Evolutionists used to think the lemurs got to Madagascar before the island broke off from Africa. Now they have to assume that the island was in its present place before these creatures arrived.
Madagascar is a large island about 400 kilometres (250 miles) off the coast of Africa. It contains many species of lemurs (which are classified with apes, monkeys and men as primates), both fossil and living. The largest, at 400 pounds (180 kilograms), would be about the size of a modern adult gorilla.
It used to be thought that the lemurs got to Madagascar before the island broke off from Africa. But, to be consistent with the evolutionary time-frame, evolutionists now have to assume that Madagascar was in its present place before these creatures arrived.
So how did they cross this huge stretch of deep ocean?
For evolutionists, this poses a similar problem to that which is often used against creationists—that is, how could animals, especially large mammals, cross stretches of water in post-Flood migration? Land bridges in an ice age would solve many problems for both sides, but not all.
In the case of Madagascar, no such answer appears possible, and we are now told that for the ancestors of today’s lemurs, ‘the only possible means of access to Madagascar was by “rafting”: floating across the Mozambique Channel from Africa on matted tangles of vegetation.’
Some of these lemurs were slow-moving and slothlike.
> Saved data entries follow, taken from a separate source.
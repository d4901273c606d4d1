use anyhow::Result;
use axum::serve;
use explorer_core::{config::AppConfig, runtime::ExplorerRuntime};
use server::api::{create_router, AppState};
use tokio::signal;
use tracing::{error, info};
use tracing_subscriber::{layer::SubscriberExt, util::SubscriberInitExt, EnvFilter};

/// Initializes the logging system based on the configuration.
///
/// `RUST_LOG` takes precedence; otherwise `logging.level` applies to the explorer crates.
fn init_logging(config: &AppConfig) {
    let filter = EnvFilter::try_from_default_env().unwrap_or_else(|_| {
        let level = &config.logging.level;
        EnvFilter::new(format!("warn,explorer_core={level},server={level}"))
    });

    let registry = tracing_subscriber::registry().with(filter);

    if config.logging.format.as_str() == "json" {
        registry.with(tracing_subscriber::fmt::layer().json()).init();
    } else {
        let fmt_layer = tracing_subscriber::fmt::layer()
            .pretty()
            .with_file(true)
            .with_line_number(true)
            .with_target(false);
        registry.with(fmt_layer).init();
    }
}

#[tokio::main]
async fn main() -> Result<()> {
    let config = AppConfig::load().map_err(|e| anyhow::anyhow!("Failed to load config: {e}"))?;

    init_logging(&config);

    let addr = config.socket_addr().map_err(|e| anyhow::anyhow!(e))?;
    let request_timeout = config.request_timeout();

    let runtime = ExplorerRuntime::builder()
        .with_config(config)
        .build()
        .map_err(|e| anyhow::anyhow!("Runtime initialization failed: {e}"))?;
    info!(daemon = %runtime.config().daemon.url, "Explorer runtime started");

    let app = create_router(AppState::from_runtime(&runtime), request_timeout);

    let listener = tokio::net::TcpListener::bind(addr).await?;
    info!(address = %addr, "Explorer API listening");

    if let Err(e) = serve(listener, app).with_graceful_shutdown(shutdown_signal()).await {
        error!(error = %e, "Server error occurred");
    }

    runtime.shutdown().await;
    info!("Server shutdown complete");

    Ok(())
}

async fn shutdown_signal() {
    let ctrl_c = async {
        if let Err(e) = signal::ctrl_c().await {
            error!(error = %e, "Failed to install Ctrl+C handler");
        }
    };

    #[cfg(unix)]
    let terminate = async {
        match signal::unix::signal(signal::unix::SignalKind::terminate()) {
            Ok(mut s) => {
                s.recv().await;
            }
            Err(e) => {
                error!(error = %e, "Failed to install signal handler");
                () = std::future::pending::<()>().await;
            }
        }
    };

    #[cfg(not(unix))]
    let terminate = std::future::pending::<()>();

    tokio::select! {
        () = ctrl_c => {},
        () = terminate => {},
    }

    info!("Shutdown signal received, starting graceful shutdown");
}
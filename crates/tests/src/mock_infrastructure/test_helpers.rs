//! Shared setup for integration tests.

use explorer_core::{
    config::AppConfig,
    rpc::{DaemonClient, HttpClientConfig},
};
use std::time::{Duration, Instant};

pub const TICKER_ID: &str = "vrl-virel";
pub const COIN: u64 = 1_000_000_000;

/// Configuration pointing at mock services, with short intervals and no retries.
///
/// Market data is disabled when `market_url` is `None`.
#[must_use]
pub fn test_config(
    daemon_url: &str,
    market_url: Option<&str>,
    dir: &tempfile::TempDir,
) -> AppConfig {
    let mut config = AppConfig::default();
    config.daemon.url = daemon_url.to_string();
    config.daemon.max_retries = 0;
    config.market.enabled = market_url.is_some();
    if let Some(url) = market_url {
        config.market.base_url = url.to_string();
    }
    config.market.ticker_id = TICKER_ID.to_string();
    config.block_history.max_blocks = 5;
    config.block_history.idle_poll_ms = 20;
    config.block_history.error_backoff_ms = 20;
    config.block_history.delegates_path = dir.path().join("delegates.json");
    config
}

/// Daemon client for `url` that fails fast.
///
/// # Panics
///
/// Panics if the HTTP client cannot be built.
#[must_use]
pub fn fast_daemon_client(url: &str) -> DaemonClient {
    let config = HttpClientConfig {
        request_timeout: Duration::from_secs(2),
        max_retries: 0,
        ..HttpClientConfig::default()
    };
    DaemonClient::new(url, config).expect("daemon client should build")
}

/// Polls `condition` every few milliseconds until it holds or `timeout` elapses.
pub async fn wait_until(timeout: Duration, mut condition: impl FnMut() -> bool) -> bool {
    let deadline = Instant::now() + timeout;
    while Instant::now() < deadline {
        if condition() {
            return true;
        }
        tokio::time::sleep(Duration::from_millis(10)).await;
    }
    condition()
}
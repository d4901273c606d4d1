//! Runtime lifecycle: background refresh tasks and graceful shutdown.

use std::{sync::Arc, time::Duration};
use tokio::{sync::broadcast, task::JoinHandle};
use tracing::{debug, error, info, warn};

use super::builder::ExplorerRuntimeBuilder;
use crate::{
    cache::{BlockHistoryCache, ChainStatsCache},
    chain::ChainState,
    config::AppConfig,
    rpc::DaemonRpc,
};

/// Time allowed for each refresh task to observe the shutdown signal.
const TASK_SHUTDOWN_TIMEOUT: Duration = Duration::from_secs(5);

/// Owns the caches and their refresh tasks.
///
/// Request handlers read through [`block_history`](Self::block_history) and
/// [`chain_stats`](Self::chain_stats); lookups that bypass the caches go through
/// [`daemon`](Self::daemon).
pub struct ExplorerRuntime {
    config: AppConfig,
    daemon: Arc<dyn DaemonRpc>,
    chain_state: ChainState,
    block_history: Arc<BlockHistoryCache>,
    chain_stats: Arc<ChainStatsCache>,
    shutdown_tx: broadcast::Sender<()>,
    tasks: Vec<(&'static str, JoinHandle<()>)>,
}

impl ExplorerRuntime {
    #[must_use]
    pub fn builder() -> ExplorerRuntimeBuilder {
        ExplorerRuntimeBuilder::new()
    }

    pub(super) fn start(
        config: AppConfig,
        daemon: Arc<dyn DaemonRpc>,
        chain_state: ChainState,
        block_history: Arc<BlockHistoryCache>,
        chain_stats: Arc<ChainStatsCache>,
        shutdown_tx: broadcast::Sender<()>,
    ) -> Self {
        let tasks = vec![
            ("block_history", tokio::spawn(block_history.clone().run(shutdown_tx.subscribe()))),
            ("chain_stats", tokio::spawn(chain_stats.clone().run(shutdown_tx.subscribe()))),
        ];
        debug!("Refresh tasks started");

        Self {
            config,
            daemon,
            chain_state,
            block_history,
            chain_stats,
            shutdown_tx,
            tasks,
        }
    }

    #[must_use]
    pub fn config(&self) -> &AppConfig {
        &self.config
    }

    #[must_use]
    pub fn daemon(&self) -> &Arc<dyn DaemonRpc> {
        &self.daemon
    }

    #[must_use]
    pub fn chain_state(&self) -> &ChainState {
        &self.chain_state
    }

    #[must_use]
    pub fn block_history(&self) -> &Arc<BlockHistoryCache> {
        &self.block_history
    }

    #[must_use]
    pub fn chain_stats(&self) -> &Arc<ChainStatsCache> {
        &self.chain_stats
    }

    /// Creates a new shutdown receiver for external shutdown coordination.
    #[must_use]
    pub fn shutdown_receiver(&self) -> broadcast::Receiver<()> {
        self.shutdown_tx.subscribe()
    }

    /// Signals both refresh tasks and waits for them to exit.
    ///
    /// Consumes the runtime; a task that does not stop within a few seconds is aborted.
    pub async fn shutdown(self) {
        info!("Initiating explorer runtime shutdown");
        if let Err(e) = self.shutdown_tx.send(()) {
            warn!(error = %e, "Failed to send shutdown signal (no receivers)");
        }

        for (name, mut task) in self.tasks {
            match tokio::time::timeout(TASK_SHUTDOWN_TIMEOUT, &mut task).await {
                Ok(Ok(())) => debug!(task = name, "Refresh task completed"),
                Ok(Err(e)) if e.is_cancelled() => debug!(task = name, "Refresh task cancelled"),
                Ok(Err(e)) => error!(task = name, error = %e, "Refresh task failed"),
                Err(_) => {
                    warn!(task = name, "Refresh task did not stop in time, aborting");
                    task.abort();
                }
            }
        }

        info!("Explorer runtime shutdown complete");
    }
}

const _: () = {
    const fn assert_send<T: Send>() {}
    const fn assert_sync<T: Sync>() {}
    let _ = assert_send::<ExplorerRuntime>;
    let _ = assert_sync::<ExplorerRuntime>;
};
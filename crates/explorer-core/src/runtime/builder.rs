//! Builder for wiring the daemon client, market provider and both caches.

use std::{sync::Arc, time::Duration};
use thiserror::Error;
use tokio::sync::broadcast;
use tracing::{debug, info};

use super::lifecycle::ExplorerRuntime;
use crate::{
    cache::{BlockHistoryCache, ChainStatsCache},
    chain::ChainState,
    config::AppConfig,
    market::{CoinpaprikaClient, MarketDataProvider},
    rpc::{DaemonClient, DaemonRpc},
};

#[derive(Debug, Error)]
pub enum RuntimeError {
    #[error("Configuration validation failed: {0}")]
    ConfigValidation(String),

    #[error("Runtime initialization failed: {0}")]
    Initialization(String),
}

/// Configures and starts an [`ExplorerRuntime`].
///
/// The daemon client and market provider are built from the configuration unless supplied
/// explicitly, which is how tests substitute in-memory implementations.
pub struct ExplorerRuntimeBuilder {
    config: Option<AppConfig>,
    daemon: Option<Arc<dyn DaemonRpc>>,
    market: Option<Option<Arc<dyn MarketDataProvider>>>,
    shutdown_channel_capacity: usize,
}

impl Default for ExplorerRuntimeBuilder {
    fn default() -> Self {
        Self::new()
    }
}

impl ExplorerRuntimeBuilder {
    #[must_use]
    pub fn new() -> Self {
        Self { config: None, daemon: None, market: None, shutdown_channel_capacity: 16 }
    }

    #[must_use]
    pub fn with_config(mut self, config: AppConfig) -> Self {
        self.config = Some(config);
        self
    }

    /// Uses `daemon` instead of a [`DaemonClient`] built from `config.daemon`.
    #[must_use]
    pub fn with_daemon(mut self, daemon: Arc<dyn DaemonRpc>) -> Self {
        self.daemon = Some(daemon);
        self
    }

    /// Uses `market` instead of a provider built from `config.market`. `None` disables market
    /// data regardless of configuration.
    #[must_use]
    pub fn with_market_provider(mut self, market: Option<Arc<dyn MarketDataProvider>>) -> Self {
        self.market = Some(market);
        self
    }

    #[must_use]
    pub fn with_shutdown_channel_capacity(mut self, capacity: usize) -> Self {
        self.shutdown_channel_capacity = capacity;
        self
    }

    /// Validates configuration, builds the components and spawns both refresh tasks.
    ///
    /// Must be called from within a Tokio runtime.
    ///
    /// # Errors
    ///
    /// Returns [`RuntimeError`] if no configuration was provided, it fails validation, or an
    /// HTTP client cannot be built.
    pub fn build(self) -> Result<ExplorerRuntime, RuntimeError> {
        let config = self.config.ok_or_else(|| {
            RuntimeError::ConfigValidation("No configuration provided".to_string())
        })?;

        config.validate().map_err(RuntimeError::ConfigValidation)?;

        info!(
            daemon = %config.daemon.url,
            max_blocks = config.block_history.max_blocks,
            market_enabled = config.market.enabled,
            "Initializing explorer runtime"
        );

        let daemon: Arc<dyn DaemonRpc> = match self.daemon {
            Some(daemon) => daemon,
            None => Arc::new(
                DaemonClient::new(&config.daemon.url, config.daemon_http_config())
                    .map_err(|e| RuntimeError::Initialization(format!("Daemon client: {e}")))?,
            ),
        };
        debug!("Daemon client initialized");

        let market: Option<Arc<dyn MarketDataProvider>> = match self.market {
            Some(market) => market,
            None if config.market.enabled => Some(Arc::new(
                CoinpaprikaClient::new(
                    &config.market.base_url,
                    &config.market.ticker_id,
                    &config.market.quote_currency,
                    Duration::from_secs(config.market.timeout_seconds),
                )
                .map_err(|e| RuntimeError::Initialization(format!("Market client: {e}")))?,
            )),
            None => None,
        };
        debug!(enabled = market.is_some(), "Market provider initialized");

        let (shutdown_tx, _) = broadcast::channel::<()>(self.shutdown_channel_capacity);

        let chain_state = ChainState::new();

        let block_history = Arc::new(BlockHistoryCache::new(
            daemon.clone(),
            config.block_history.clone(),
            chain_state.clone(),
        ));
        debug!(
            delegates = block_history.delegates().len(),
            path = %config.block_history.delegates_path.display(),
            "Block history cache initialized"
        );

        let chain_stats = Arc::new(ChainStatsCache::new(
            daemon.clone(),
            market,
            config.chain_stats.clone(),
            config.chain.atomic_units_per_coin,
        ));
        debug!("Chain stats cache initialized");

        Ok(ExplorerRuntime::start(
            config,
            daemon,
            chain_state,
            block_history,
            chain_stats,
            shutdown_tx,
        ))
    }
}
Their journey as ocean passengers could have taken much less time than by land.
Of course, if creationists had said that 400-pound mammals hitched a ride across hundreds of miles of open sea on huge floating islands, it would have been ridiculed as special pleading.
The reality of such transport possibilities is a valuable concession by evolutionists in any future discussion of how animals dispersed after Noah’s Flood.
Scientific American, January 1993, p. 90.